Indeed, unless it is true that each partition holds only a single SnapshotKey
, the rewrite is not guaranteed to produce the same results.
Again, expressing the execution plan produced using the closest available T-SQL syntax:
SELECT
CASE
WHEN SUM(Q2.c) = 0 THEN NULL
ELSE SUM(Q2.s)
END
FROM
(
SELECT
Q1.PtnID,
c = COUNT_BIG(*),
s = SUM(Q1.PrinBal)
FROM
(
SELECT GL.PrinBal, PtnID = $PARTITION.PF(GL.SnapshotKey)
FROM dbo.gl AS GL
) AS Q1
GROUP BY
Q1.PtnID
) AS Q2
CROSS APPLY
(
SELECT Dummy = 1
FROM dbo.fpc AS FPC
WHERE
$PARTITION.PF(FPC.SnapshotKey) = Q2.PtnID
AND FPC.SnapshotKey = 201703
) AS Q3;
This time there is no logical cross join.
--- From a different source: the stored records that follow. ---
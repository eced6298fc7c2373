use isokin::allocators::BiDimAllocator;
use isokin::element::{ElementKind, ElementShape, Hex8, Quad4, Tet4, Tri3, Tri6};
use isokin::nalgebra::{DMatrix, DefaultAllocator, OPoint, Point2, Point3};
use proptest::prelude::*;
use util::assert_approx_matrix_eq;

mod hexahedron;

fn point_in_tri_ref_domain() -> impl Strategy<Value = Point2<f64>> {
    // Generate points x, y in [0, 1]^2 such that x + y <= 1
    (0.0..=1.0)
        .prop_flat_map(|x: f64| (Just(x), 0.0..=1.0 - x))
        .prop_map(|(x, y)| Point2::new(x, y))
}

fn point_in_quad_ref_domain() -> impl Strategy<Value = Point2<f64>> {
    let r = -1.0..=1.0;
    [r.clone(), r].prop_map(|[x, y]| Point2::new(x, y))
}

fn point_in_tet_ref_domain() -> impl Strategy<Value = Point3<f64>> {
    // Sorted samples s1 <= s2 <= s3 in [0, 1] give non-negative increments summing to at most 1
    let r = 0.0..=1.0;
    [r.clone(), r.clone(), r].prop_map(|mut s: [f64; 3]| {
        s.sort_by(f64::total_cmp);
        Point3::new(s[0], s[1] - s[0], s[2] - s[1])
    })
}

fn point_in_hex_ref_domain() -> impl Strategy<Value = Point3<f64>> {
    let r = -1.0..=1.0;
    [r.clone(), r.clone(), r].prop_map(|[x, y, z]| Point3::new(x, y, z))
}

macro_rules! partition_of_unity_test {
    ($test_name:ident, $ref_domain_strategy:expr, $shape:expr) => {
        proptest! {
            #[test]
            fn $test_name(xi in $ref_domain_strategy) {
                let phi = ElementShape::<f64>::evaluate_basis(&$shape, &xi);
                let phi_sum: f64 = phi.sum();

                prop_assert!((phi_sum - 1.0f64).abs() <= 1e-12);
            }
        }
    };
}

macro_rules! partition_of_unity_gradient_test {
    ($test_name:ident, $ref_domain_strategy:expr, $shape:expr) => {
        proptest! {
            #[test]
            fn $test_name(xi in $ref_domain_strategy) {
                // Since the sum of basis functions is 1, the sum of the gradients must be 0
                let grad = ElementShape::<f64>::gradients(&$shape, &xi);
                let grad_sum = grad.column_sum();

                let mut zero = grad_sum.clone();
                zero.fill(0.0);

                assert_approx_matrix_eq!(grad_sum, zero, abstol = 1e-12);
            }
        }
    };
}

/// Checks that the shape function of node `i` is 1 at node `i` and 0 at every other node.
fn assert_lagrange_property<Shape>(shape: Shape)
where
    Shape: ElementShape<f64>,
    DefaultAllocator: BiDimAllocator<f64, Shape::GeometryDim, Shape::NodalDim>,
{
    let nodes = shape.reference_nodes();
    let n = nodes.len();
    assert_eq!(n, shape.num_nodes());

    let mut values = DMatrix::zeros(n, n);
    for (j, xi) in nodes.iter().enumerate() {
        let phi = shape.evaluate_basis(xi);
        for i in 0..n {
            values[(i, j)] = phi[i];
        }
    }
    assert_approx_matrix_eq!(&values, &DMatrix::<f64>::identity(n, n), abstol = 1e-12);
}

/// Compares analytic gradients against central differences of the basis functions.
fn assert_gradients_match_finite_differences<Shape>(shape: Shape, xi: &OPoint<f64, Shape::GeometryDim>)
where
    Shape: ElementShape<f64>,
    DefaultAllocator: BiDimAllocator<f64, Shape::GeometryDim, Shape::NodalDim>,
{
    let h = 1e-6;
    let grad = shape.gradients(xi);
    let mut grad_fd = grad.clone();
    for k in 0..xi.coords.len() {
        let mut xi_plus = xi.clone();
        let mut xi_minus = xi.clone();
        xi_plus[k] += h;
        xi_minus[k] -= h;
        let dphi = (shape.evaluate_basis(&xi_plus) - shape.evaluate_basis(&xi_minus)) / (2.0 * h);
        grad_fd.row_mut(k).copy_from(&dphi);
    }
    assert_approx_matrix_eq!(&grad, &grad_fd, abstol = 1e-7);
}

macro_rules! finite_difference_gradient_test {
    ($test_name:ident, $ref_domain_strategy:expr, $shape:expr) => {
        proptest! {
            #[test]
            fn $test_name(xi in $ref_domain_strategy) {
                assert_gradients_match_finite_differences($shape, &xi);
            }
        }
    };
}

partition_of_unity_test!(tri3_partition_of_unity, point_in_tri_ref_domain(), Tri3);
partition_of_unity_test!(tri6_partition_of_unity, point_in_tri_ref_domain(), Tri6);
partition_of_unity_test!(quad4_partition_of_unity, point_in_quad_ref_domain(), Quad4);
partition_of_unity_test!(tet4_partition_of_unity, point_in_tet_ref_domain(), Tet4);
partition_of_unity_test!(hex8_partition_of_unity, point_in_hex_ref_domain(), Hex8);

partition_of_unity_gradient_test!(tri3_partition_of_unity_gradient, point_in_tri_ref_domain(), Tri3);
partition_of_unity_gradient_test!(tri6_partition_of_unity_gradient, point_in_tri_ref_domain(), Tri6);
partition_of_unity_gradient_test!(quad4_partition_of_unity_gradient, point_in_quad_ref_domain(), Quad4);
partition_of_unity_gradient_test!(tet4_partition_of_unity_gradient, point_in_tet_ref_domain(), Tet4);
partition_of_unity_gradient_test!(hex8_partition_of_unity_gradient, point_in_hex_ref_domain(), Hex8);

finite_difference_gradient_test!(tri3_gradients_match_finite_differences, point_in_tri_ref_domain(), Tri3);
finite_difference_gradient_test!(tri6_gradients_match_finite_differences, point_in_tri_ref_domain(), Tri6);
finite_difference_gradient_test!(quad4_gradients_match_finite_differences, point_in_quad_ref_domain(), Quad4);
finite_difference_gradient_test!(tet4_gradients_match_finite_differences, point_in_tet_ref_domain(), Tet4);
finite_difference_gradient_test!(hex8_gradients_match_finite_differences, point_in_hex_ref_domain(), Hex8);

#[test]
fn lagrange_property() {
    assert_lagrange_property(Tri3);
    assert_lagrange_property(Tri6);
    assert_lagrange_property(Quad4);
    assert_lagrange_property(Tet4);
    assert_lagrange_property(Hex8);
}

#[test]
fn element_kind_matches_shape() {
    assert_eq!(ElementShape::<f64>::kind(&Tri3), ElementKind::Tri3);
    assert_eq!(ElementShape::<f64>::kind(&Tri6), ElementKind::Tri6);
    assert_eq!(ElementShape::<f64>::kind(&Quad4), ElementKind::Quad4);
    assert_eq!(ElementShape::<f64>::kind(&Tet4), ElementKind::Tet4);
    assert_eq!(ElementShape::<f64>::kind(&Hex8), ElementKind::Hex8);

    fn check<Shape>(shape: Shape)
    where
        Shape: ElementShape<f64>,
        DefaultAllocator: BiDimAllocator<f64, Shape::GeometryDim, Shape::NodalDim>,
    {
        let kind = shape.kind();
        assert_eq!(kind.num_nodes(), shape.num_nodes());
        assert_eq!(kind.num_nodes(), shape.reference_nodes().len());
        assert_eq!(kind.num_quadrature_points(), shape.quadrature().0.len());
        assert_eq!(kind.geometry_dim(), shape.reference_nodes()[0].coords.len());
    }
    check(Tri3);
    check(Tri6);
    check(Quad4);
    check(Tet4);
    check(Hex8);
}

#[test]
fn element_kind_all_is_exhaustive_and_distinct() {
    let kinds = ElementKind::ALL;
    for (i, a) in kinds.iter().enumerate() {
        for b in &kinds[i + 1..] {
            assert_ne!(a, b);
        }
    }
    assert_eq!(kinds.len(), 5);
}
Instead, there is a correlated join (an apply) on the partition id.
why the second query is faster.
This is hard to assess from the information given. Using mock data and tables based on the queries and plan image provided, I found the first query outperformed the second in every case.
The same query expressed using different syntax can often produce a different execution plan, simply because the optimizer started from a different point, and explored options in a different order before it found a suitable execution plan. Plan search is not exhaustive, and not every possible logical transformation is available, so the end result is likely to be different. As noted above, the two queries do not necessarily express the same requirement anyway (at least given the information available to the optimizer).
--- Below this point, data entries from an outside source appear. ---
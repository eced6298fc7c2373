//! Strategies for generating valid elements in property-based tests.
use std::f64::consts::PI;

use ::proptest::prelude::*;
use nalgebra::{Point2, Point3, Rotation2, Vector2};

use crate::element::{Quad4, Tet4, Tri3};
use crate::kinematics::ElementGeometry;

pub fn point2() -> impl Strategy<Value = Point2<f64>> {
    // Keep coordinates moderate so that determinants stay well within floating point range
    let range = -10.0..10.0;
    [range.clone(), range].prop_map(|[x, y]| Point2::new(x, y))
}

pub fn point3() -> impl Strategy<Value = Point3<f64>> {
    let range = -10.0..10.0;
    [range.clone(), range.clone(), range].prop_map(|[x, y, z]| Point3::new(x, y, z))
}

pub fn rotation_angle() -> impl Strategy<Value = f64> {
    -PI..PI
}

fn cross2(a: &Vector2<f64>, b: &Vector2<f64>) -> f64 {
    a.x * b.y - a.y * b.x
}

/// Whether the polygon turns left by a clear margin at every corner.
fn is_strictly_convex_ccw(vertices: &[Point2<f64>], tolerance: f64) -> bool {
    let n = vertices.len();
    (0..n).all(|i| {
        let a = vertices[(i + 1) % n] - vertices[i];
        let b = vertices[(i + 2) % n] - vertices[(i + 1) % n];
        cross2(&a, &b) > tolerance
    })
}

/// Counter-clockwise triangles with area bounded away from zero.
pub fn ccw_triangle() -> impl Strategy<Value = [Point2<f64>; 3]> {
    [point2(), point2(), point2()].prop_filter_map("triangle is nearly degenerate", |[a, b, c]| {
        let doubled_area = cross2(&(b - a), &(c - a));
        if doubled_area > 0.1 {
            Some([a, b, c])
        } else if doubled_area < -0.1 {
            Some([a, c, b])
        } else {
            None
        }
    })
}

/// Parallelograms `(p, p + u, p + u + v, p + v)` with positive orientation.
pub fn parallelogram() -> impl Strategy<Value = [Point2<f64>; 4]> {
    (point2(), 0.1..5.0, -5.0..5.0, 0.1..5.0, rotation_angle()).prop_map(|(p, u_len, v_x, v_y, theta)| {
        let rotation = Rotation2::new(theta);
        let u = rotation * Vector2::new(u_len, 0.0);
        let v = rotation * Vector2::new(v_x, v_y);
        [p, p + u, p + u + v, p + v]
    })
}

/// Convex, counter-clockwise quadrilaterals obtained by perturbing, scaling, rotating and
/// translating the unit square.
pub fn convex_quadrilateral() -> impl Strategy<Value = [Point2<f64>; 4]> {
    let perturbation = -0.2..0.2;
    let perturbations = [
        perturbation.clone(),
        perturbation.clone(),
        perturbation.clone(),
        perturbation.clone(),
        perturbation.clone(),
        perturbation.clone(),
        perturbation.clone(),
        perturbation,
    ];
    (perturbations, 0.1..10.0, rotation_angle(), point2()).prop_filter_map(
        "quadrilateral is not strictly convex",
        |(delta, scale, theta, translation)| {
            let rotation = Rotation2::new(theta);
            let corners = [(0.0, 0.0), (1.0, 0.0), (1.0, 1.0), (0.0, 1.0)];
            let vertices: Vec<_> = corners
                .iter()
                .enumerate()
                .map(|(i, &(x, y))| {
                    let local = Vector2::new(x + delta[2 * i], y + delta[2 * i + 1]);
                    translation + rotation * (scale * local)
                })
                .collect();
            is_strictly_convex_ccw(&vertices, 1e-3 * scale * scale)
                .then(|| [vertices[0], vertices[1], vertices[2], vertices[3]])
        },
    )
}

/// Positively oriented tetrahedra with volume bounded away from zero.
pub fn positive_tetrahedron() -> impl Strategy<Value = [Point3<f64>; 4]> {
    [point3(), point3(), point3(), point3()].prop_filter_map("tetrahedron is nearly degenerate", |[a, b, c, d]| {
        let six_volume = (b - a).cross(&(c - a)).dot(&(d - a));
        if six_volume > 0.1 {
            Some([a, b, c, d])
        } else if six_volume < -0.1 {
            Some([a, c, b, d])
        } else {
            None
        }
    })
}

impl Arbitrary for ElementGeometry<f64, Tri3> {
    type Parameters = ();
    type Strategy = BoxedStrategy<Self>;

    fn arbitrary_with(_args: Self::Parameters) -> Self::Strategy {
        ccw_triangle()
            .prop_filter_map("invalid element", |vertices| {
                ElementGeometry::from_reference_vertices(Tri3, &vertices).ok()
            })
            .boxed()
    }
}

impl Arbitrary for ElementGeometry<f64, Quad4> {
    type Parameters = ();
    type Strategy = BoxedStrategy<Self>;

    fn arbitrary_with(_args: Self::Parameters) -> Self::Strategy {
        convex_quadrilateral()
            .prop_filter_map("invalid element", |vertices| {
                ElementGeometry::from_reference_vertices(Quad4, &vertices).ok()
            })
            .boxed()
    }
}

impl Arbitrary for ElementGeometry<f64, Tet4> {
    type Parameters = ();
    type Strategy = BoxedStrategy<Self>;

    fn arbitrary_with(_args: Self::Parameters) -> Self::Strategy {
        positive_tetrahedron()
            .prop_filter_map("invalid element", |vertices| {
                ElementGeometry::from_reference_vertices(Tet4, &vertices).ok()
            })
            .boxed()
    }
}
On a separate note, be aware that the initial columnstore implementation in SQL Server 2012 (and to a somewhat lesser extent, 2014) has many limitations, not least on the optimization side of things. You will likely get better, and more consistent, results by upgrading to a more recent release (ideally the very latest). This is particularly true if you're going to be using partitioning.
I certainly would not recommend you get into the habit of rewriting joins using $PARTITION
, except as a very last resort, and with a very deep understanding of what you are doing.
That's about all I can say without being able to see the schema or plan detail.